(BMJ)—A 62-yo man w/ hx of recurrent oral ulcers, sometimes w/ laryngitis, and conjunctivitis presented w/ acute-onset fever, odynophagia, and laryngitis x2 days. He was prescribed ibuprofen and clarithromycin. Two days later, conjunctivitis, oral erosions, and target lesions on his trunk, lower limbs, and scrotum appeared, and he was hospitalized on suspicion of having Stevens-Johnson syndrome. However, this was not the dx. What was the dx?
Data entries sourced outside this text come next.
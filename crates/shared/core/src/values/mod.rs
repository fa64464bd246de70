use chrono::{DateTime, Utc};
use rust_decimal::Decimal;

/// Price value - uses Decimal for precision
pub type Price = Decimal;

/// Quantity value - uses Decimal for precision
pub type Quantity = Decimal;

/// Timestamp in UTC
pub type Timestamp = DateTime<Utc>;

/// Market symbol, e.g. "SOL/USDC"
pub type Symbol = String;
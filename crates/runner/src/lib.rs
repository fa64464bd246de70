//! Tiller Runner - Market Making Cycle
//!
//! Orchestrates one market maker per market:
//!
//! - **MarketMaker**: one pulse = quote, merge remote view, reconcile, submit one batch
//! - **PulseScheduler**: drives pulses on an interval with a per-pulse timeout
//! - **Config**: JSON configuration for the `tiller` binary
//!
//! ## Architecture
//!
//! ```text
//!                 ┌─────────────────┐
//!                 │ PulseScheduler  │ interval + timeout
//!                 └────────┬────────┘
//!                          │ ModelState
//!                          ▼
//! ┌────────────────────────────────────────────────────────────┐
//! │                       MarketMaker                          │
//! │                                                            │
//! │  Producer ──► Quote ──┐                                    │
//! │                       ▼                                    │
//! │  RemoteOrderBook ──► OrderTracker ──► OrderReconciler      │
//! │                                           │                │
//! │                     cancels, places, crank, settle, redeem │
//! │                                           ▼                │
//! │                                    OperationBatch          │
//! └───────────────────────────────────────────┼────────────────┘
//!                                             │ RetryPolicy
//!                                             ▼
//!                                     RemoteExecutor
//!                                             │
//!                             PulseEvent ◄────┘ (broadcast)
//! ```

pub mod config;
pub mod error;
pub mod market_maker;
pub mod price_feed;
pub mod scheduler;

// Re-export main types
pub use config::{ConfigError, PaperConfig, QuotingConfig, RunnerConfig};
pub use error::CycleError;
pub use market_maker::{CycleConfig, MarketMaker, PulseEvent, PulseOutcome, log_pulse_events};
pub use price_feed::RandomWalkSource;
pub use scheduler::{PulseScheduler, SchedulerConfig, SchedulerStats, StateSource};
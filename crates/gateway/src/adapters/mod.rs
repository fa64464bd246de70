//! Exchange adapters
//!
//! Each adapter implements the `RemoteOrderBook` and `RemoteExecutor` ports
//! for one venue.

pub mod paper;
Toxic epidermal necrolysis
Paraneoplastic pemphigus
Erythema multiforme
Behçet dz
Drug reaction w/ eosinophilia and systemic sx
You are correct. A dx of erythema multiforme major was made based on the typical target lesions w/ 3 concentric rings, and widespread oral, ocular, and genital mucous membrane erosions, which are suggestive of the “major” subtype. Erythema multiforme is frequently confused w/ Stevens-Johnson syndrome and toxic epidermal necrolysis because of the similarities in the appearance of mucous membrane lesions. Previous episodes of oral ulcers, sometimes w/ laryngitis and conjunctivitis, are indicative of erythema multiforme. Some 40% of pts w/ erythema multiforme experience multiple recurrences, esp when the condition is triggered by herpes simplex virus. This pt was treated w/ enteral nutrition, topical steroids, and steroid mouthwashes. He improved, w/ healing of all cutaneous and mucosal lesions, and was discharged after 8 days.